Researchers from the Icahn School of Medicine at Mount Sinai in New York have discovered a novel approach to protecting insulin-producing beta cells from the damaging effects of glucolipotoxicity-a harmful condition linked to the progression of type 2 diabetes (T2D). These findings, published on March 2, 2025 in Nature Communications, could lead to promising treatments targeting beta cell dysfunction.

For patients, this research could lead to new treatments that protect the insulin-producing cells in the pancreas, potentially slowing or even preventing the progression of diabetes, thus reducing the need for insulin therapy and improving long-term blood sugar control. Unlike current therapies that primarily manage blood sugar levels, this approach would allow doctors to directly target beta cell loss, which could improve long-term disease outcomes for their patients.

This is an exciting step forward in our understanding of beta cell protection and the prevention of diabetes deterioration. For the first time, we've shown that it's possible to use small molecules to fine-tune carbohydrate response element binding protein (ChREBP) activity in a way that could have major therapeutic implications."

Liora S. Katz, PhD, Lead Author, Associate Professor of Medicine (Endocrinology, Diabetes and Bone Disease) at the Icahn School of Medicine

More than 500 million people worldwide are living with diabetes, a disease characterized by high blood sugar levels due to insulin resistance and/or beta cell failure. In T2D, long-term exposure to high glucose and fatty acid levels (glucolipotoxicity) can ultimately lead to beta cell dysfunction and death.

ChREBP is a transcription factor that plays a crucial role in regulating glucose metabolism. It exists in two main isoforms: ChREBPα and ChREBPβ. This is the first study to identify and develop small molecules-termed "molecular glues"-that enhance the interaction between ChREBPα and 14-3-3 proteins in pancreatic beta cells.

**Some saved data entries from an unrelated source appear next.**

use cpal::traits::{DeviceTrait, HostTrait, StreamTrait};
use cpal::{FromSample, SampleFormat, SizedSample};
use emuconsole_audio::{AudioCallback, AudioError, DeviceSpec, OutputDevice};
use log::{debug, error, warn};

/// Default host output device, opened through `cpal`.
///
/// The stream only exists while the device is open; dropping it closes the
/// device.
#[derive(Default)]
pub struct CpalDevice {
    stream: Option<cpal::Stream>,
}

impl CpalDevice {
    pub fn new() -> Self {
        Self::default()
    }
}

fn device_error(e: impl std::fmt::Display) -> AudioError {
    AudioError::Device(e.to_string())
}

fn stream_config(supported: &cpal::SupportedStreamConfig, samples: u32) -> cpal::StreamConfig {
    let buffer_size = match supported.buffer_size() {
        cpal::SupportedBufferSize::Range { min, max } if (*min..=*max).contains(&samples) => {
            cpal::BufferSize::Fixed(samples)
        }
        _ => cpal::BufferSize::Default,
    };
    cpal::StreamConfig {
        channels: supported.channels(),
        sample_rate: supported.sample_rate(),
        buffer_size,
    }
}

/// Pick a config carrying the desired rate and channel count, or fall back to
/// whatever the device prefers.
fn choose_config(
    device: &cpal::Device,
    desired: &DeviceSpec,
) -> Result<(cpal::StreamConfig, SampleFormat), AudioError> {
    let rate = cpal::SampleRate(desired.frequency);
    let ranges: Vec<_> = device
        .supported_output_configs()
        .map_err(device_error)?
        .collect();

    for format in [SampleFormat::I16, SampleFormat::F32, SampleFormat::U16] {
        let found = ranges.iter().find(|r| {
            r.channels() == desired.channels
                && r.sample_format() == format
                && r.min_sample_rate() <= rate
                && rate <= r.max_sample_rate()
        });
        if let Some(range) = found {
            let supported = range.clone().with_sample_rate(rate);
            return Ok((stream_config(&supported, desired.samples), format));
        }
    }

    let supported = device.default_output_config().map_err(device_error)?;
    debug!(
        "no {}Hz stereo output config, using device default {:?}",
        desired.frequency, supported
    );
    Ok((
        stream_config(&supported, desired.samples),
        supported.sample_format(),
    ))
}

/// Output stream that asks `callback` for interleaved stereo i16 and spreads
/// it over the device's real sample type and channel count.
fn build_stream<T>(
    device: &cpal::Device,
    config: &cpal::StreamConfig,
    mut callback: AudioCallback,
) -> Result<cpal::Stream, AudioError>
where
    T: SizedSample + FromSample<i16>,
{
    let channels = config.channels as usize;
    let mut scratch: Vec<i16> = Vec::new();

    device
        .build_output_stream(
            config,
            move |data: &mut [T], _: &cpal::OutputCallbackInfo| {
                let frames = data.len() / channels;
                scratch.resize(frames * 2, 0);
                callback(bytemuck::cast_slice_mut(&mut scratch));

                for (frame, lr) in data.chunks_mut(channels).zip(scratch.chunks_exact(2)) {
                    if channels == 1 {
                        let mid = ((i32::from(lr[0]) + i32::from(lr[1])) / 2) as i16;
                        frame[0] = T::from_sample(mid);
                        continue;
                    }
                    frame[0] = T::from_sample(lr[0]);
                    frame[1] = T::from_sample(lr[1]);
                    for s in &mut frame[2..] {
                        *s = T::EQUILIBRIUM;
                    }
                }
            },
            |err| error!("cpal stream error: {err}"),
            None,
        )
        .map_err(device_error)
}

impl OutputDevice for CpalDevice {
    fn open(
        &mut self,
        desired: &DeviceSpec,
        callback: AudioCallback,
    ) -> Result<DeviceSpec, AudioError> {
        self.close();

        let host = cpal::default_host();
        let device = host
            .default_output_device()
            .ok_or_else(|| AudioError::Device("no output device available".into()))?;
        let (config, format) = choose_config(&device, desired)?;

        let stream = match format {
            SampleFormat::I16 => build_stream::<i16>(&device, &config, callback)?,
            SampleFormat::F32 => build_stream::<f32>(&device, &config, callback)?,
            SampleFormat::U16 => build_stream::<u16>(&device, &config, callback)?,
            other => {
                return Err(AudioError::Device(format!(
                    "unsupported sample format {other}"
                )));
            }
        };

        // Streams may start running on creation; the sink resumes it when
        // enough data is queued.
        if let Err(e) = stream.pause() {
            warn!("could not pause new audio stream: {e}");
        }
        self.stream = Some(stream);

        Ok(DeviceSpec {
            frequency: config.sample_rate.0,
            channels: config.channels,
            samples: match config.buffer_size {
                cpal::BufferSize::Fixed(n) => n,
                cpal::BufferSize::Default => desired.samples,
            },
        })
    }

    fn pause(&mut self, paused: bool) {
        let Some(stream) = &self.stream else {
            return;
        };
        let result = if paused {
            stream.pause().map_err(|e| e.to_string())
        } else {
            stream.play().map_err(|e| e.to_string())
        };
        if let Err(e) = result {
            warn!("audio stream {} failed: {e}", if paused { "pause" } else { "play" });
        }
    }

    fn close(&mut self) {
        self.stream = None;
    }
}
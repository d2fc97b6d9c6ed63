use std::time::{Duration, Instant};

use crate::error::AudioError;

/// Shape of an output stream: signed 16-bit native-endian samples,
/// interleaved.
#[derive(Clone, Copy, Debug, PartialEq, Eq)]
pub struct DeviceSpec {
    pub frequency: u32,
    pub channels: u16,
    /// Frames per callback.
    pub samples: u32,
}

/// Called on the device's own thread with the bytes it wants filled.
pub type AudioCallback = Box<dyn FnMut(&mut [u8]) + Send + 'static>;

/// A platform output device driven by a pull callback.
///
/// Implementations report the stream they actually opened, which may differ
/// from the one asked for. A freshly opened device is paused.
pub trait OutputDevice {
    fn open(&mut self, desired: &DeviceSpec, callback: AudioCallback)
    -> Result<DeviceSpec, AudioError>;

    fn pause(&mut self, paused: bool);

    fn close(&mut self);
}

/// Millisecond time source and sleep used by the pacing loop.
pub trait Clock: Send + Sync {
    fn ticks_ms(&self) -> u64;

    fn delay(&self, duration: Duration);
}

/// Wall clock counting from its own creation.
pub struct SystemClock {
    epoch: Instant,
}

impl SystemClock {
    pub fn new() -> Self {
        Self {
            epoch: Instant::now(),
        }
    }
}

impl Default for SystemClock {
    fn default() -> Self {
        Self::new()
    }
}

impl Clock for SystemClock {
    fn ticks_ms(&self) -> u64 {
        self.epoch.elapsed().as_millis() as u64
    }

    fn delay(&self, duration: Duration) {
        std::thread::sleep(duration);
    }
}
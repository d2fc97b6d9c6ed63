use log::{debug, warn};

use crate::device::OutputDevice;
use crate::sink::AudioSink;

/// What the emulation core sees of the audio output.
///
/// Calls come from the core's thread only. Failures are logged, not returned.
pub trait AudioBackend {
    fn set_audio_format(&mut self, frequency: u32, bits: u32);

    fn push_audio_samples(&mut self, samples: &[u8]);

    fn set_speed_factor(&mut self, percent: u32);
}

/// Backend that accepts and discards everything.
#[derive(Debug, Default)]
pub struct DummyBackend;

impl AudioBackend for DummyBackend {
    fn set_audio_format(&mut self, frequency: u32, bits: u32) {
        debug!("dummy audio backend: format {frequency}Hz {bits} bits");
    }

    fn push_audio_samples(&mut self, _samples: &[u8]) {}

    fn set_speed_factor(&mut self, _percent: u32) {}
}

impl<D: OutputDevice> AudioBackend for AudioSink<D> {
    fn set_audio_format(&mut self, frequency: u32, bits: u32) {
        if let Err(e) = self.set_format(frequency, bits) {
            warn!("audio output disabled: {e}");
        }
    }

    fn push_audio_samples(&mut self, samples: &[u8]) {
        self.push_samples(samples);
    }

    fn set_speed_factor(&mut self, percent: u32) {
        AudioSink::set_speed_factor(self, percent);
    }
}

The molecular glues in this case increase the binding between 14-3-3 proteins and ChREBPα, which is anchored in the cytoplasm of the beta cell by the 14-3-3 proteins. Under conditions of glucolipotoxicity, ChREBPα goes into the nucleus and starts making too much of ChREBPβ, which acts to disable and even kill the patient's beta cells. By using a molecular glue designed to increase the binding of ChREBPα to 14-3-3 proteins, ChREBPα never leaves the cytoplasm, cannot enter the nucleus, and therefore does not make ChREBPβ.

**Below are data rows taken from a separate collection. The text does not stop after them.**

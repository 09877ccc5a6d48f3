//! End-to-end wizard runs driven by synthetic observation timelines.

use posecap_core::{
    default_steps, CaptureDue, Observation, Orientation, Phase, Progress, Review, StepState, Wizard,
    WizardConfig,
};
use std::time::{Duration, Instant};

const TICK: Duration = Duration::from_millis(100);

fn auto_wizard() -> Wizard<String> {
    let mut wizard = Wizard::new(default_steps(), WizardConfig::default()).unwrap();
    wizard.on_model_ready();
    wizard
}

/// Feed `orientation` every tick for `duration`, recording any capture that
/// comes due. Returns the time after the last tick.
fn hold(
    wizard: &mut Wizard<String>,
    orientation: Orientation,
    start: Instant,
    duration: Duration,
    fired: &mut Vec<CaptureDue>,
) -> Instant {
    let mut now = start;
    let end = start + duration;
    while now <= end {
        wizard.observe(Observation::face(orientation), now);
        if let Some(due) = wizard.poll(now) {
            fired.push(due);
            wizard.record(format!("frame-{}", due.step_index)).unwrap();
        }
        now += TICK;
    }
    now
}

#[test]
fn broken_hold_gives_no_partial_credit() {
    let mut wizard = auto_wizard();
    let mut fired = Vec::new();
    let t0 = Instant::now();

    // 1.9 s of straight, then a glance away.
    let t = hold(&mut wizard, Orientation::Straight, t0, Duration::from_millis(1900), &mut fired);
    assert!(fired.is_empty());
    wizard.observe(Observation::face(Orientation::Left), t);
    assert_eq!(wizard.deadline(), None);

    // A fresh, uninterrupted 2.0 s fires exactly once.
    let resumed = t + TICK;
    hold(&mut wizard, Orientation::Straight, resumed, Duration::from_millis(2000), &mut fired);
    assert_eq!(fired, vec![CaptureDue { step_index: 0 }]);
    assert_eq!(wizard.captured().len(), 1);
    assert_eq!(wizard.current_step().unwrap().index, 1);
}

#[test]
fn first_pose_captured_then_stuck_on_right() {
    let mut wizard = auto_wizard();
    let mut fired = Vec::new();
    let t0 = Instant::now();

    let t = hold(&mut wizard, Orientation::Straight, t0, Duration::from_millis(2100), &mut fired);
    assert_eq!(fired.len(), 1);
    assert_eq!(wizard.current_step().unwrap().pose.label(), "Right");

    // The user keeps looking straight: the right-pose step never completes.
    hold(&mut wizard, Orientation::Straight, t, Duration::from_secs(30), &mut fired);
    assert_eq!(fired.len(), 1);
    assert!(!wizard.is_complete());
    assert!(wizard.take_captures().is_none());
    assert_eq!(wizard.phase(), Phase::Step { index: 1, state: StepState::Aligning });
}

#[test]
fn full_run_yields_dense_ordered_set() {
    let mut wizard = auto_wizard();
    let mut fired = Vec::new();
    let mut t = Instant::now();

    for orientation in [Orientation::Straight, Orientation::Right, Orientation::Left] {
        t = hold(&mut wizard, orientation, t, Duration::from_millis(2200), &mut fired);
        // Turn back to neutral-ish between poses.
        wizard.observe(Observation::NO_FACE, t);
    }

    assert!(wizard.is_complete());
    let captures = wizard.take_captures().unwrap();
    let indices: Vec<usize> = captures.iter().map(|c| c.step_index).collect();
    assert_eq!(indices, vec![0, 1, 2]);

    let review = Review::from_captures(captures, &default_steps()).unwrap();
    assert_eq!(review.labels(), vec!["Front", "Right", "Left"]);
    assert_eq!(review.entries()[1].image, "frame-1");
}

#[test]
fn manual_policy_follows_the_same_advance_rules() {
    let config = WizardConfig {
        auto_capture: false,
        ..WizardConfig::default()
    };
    let mut wizard: Wizard<String> = Wizard::new(default_steps(), config).unwrap();
    wizard.on_model_ready();

    let now = Instant::now();
    let mut progress = Vec::new();
    for i in 0..3 {
        wizard.observe(Observation::NO_FACE, now);
        assert!(wizard.request_capture().is_err());
        wizard.observe(Observation::face(Orientation::Unknown), now);
        wizard.request_capture().unwrap();
        progress.push(wizard.record(format!("manual-{i}")).unwrap());
    }

    assert_eq!(
        progress,
        vec![
            Progress::Advanced { next_step: 1 },
            Progress::Advanced { next_step: 2 },
            Progress::Complete
        ]
    );
    assert_eq!(wizard.take_captures().unwrap().len(), 3);
}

When tested in primary human beta cells, these molecular glues significantly reduced the toxic effects of glucolipotoxicity, thus preserving beta cell function and identity. This discovery represents a major shift in diabetes research, as transcription factors like ChREBP have long been considered "undruggable" targets. The study also highlights the broader potential of molecular glues for modulating similar interactions in other diseases.

"Our findings suggest a completely new strategy for preserving beta cell function in diabetes," said Donald K. Scott, PhD, Professor of Medicine (Endocrinology, Diabetes and Bone Disease) at the Icahn School of Medicine. "This approach could complement existing diabetes treatments and help prevent disease progression."

Researchers are now working to refine these compounds and evaluate their potential for clinical translation. Future studies will focus on optimizing the molecular glues for therapeutic use and testing them in preclinical diabetes models.

This study was done in collaboration with research teams from Eindhoven University of Technology in the Netherlands and the University of Duisburg-Essen in Germany. The work was supported in the United States by NIH/NIDDK R01DK130300 and the Human Islet and Adenoviral Core (HIAC) of P30DK020541, and in the European Union through ERC Advanced Grant PPI-Glue (101098234), the Netherlands Ministry of Education, Culture and Science (Gravity program 024.001.035), the Netherlands Organization for Scientific Research (ECHO grant 711.018.003), and by DFG-funded CRC1093 (Supramolecular Chemistry on Proteins).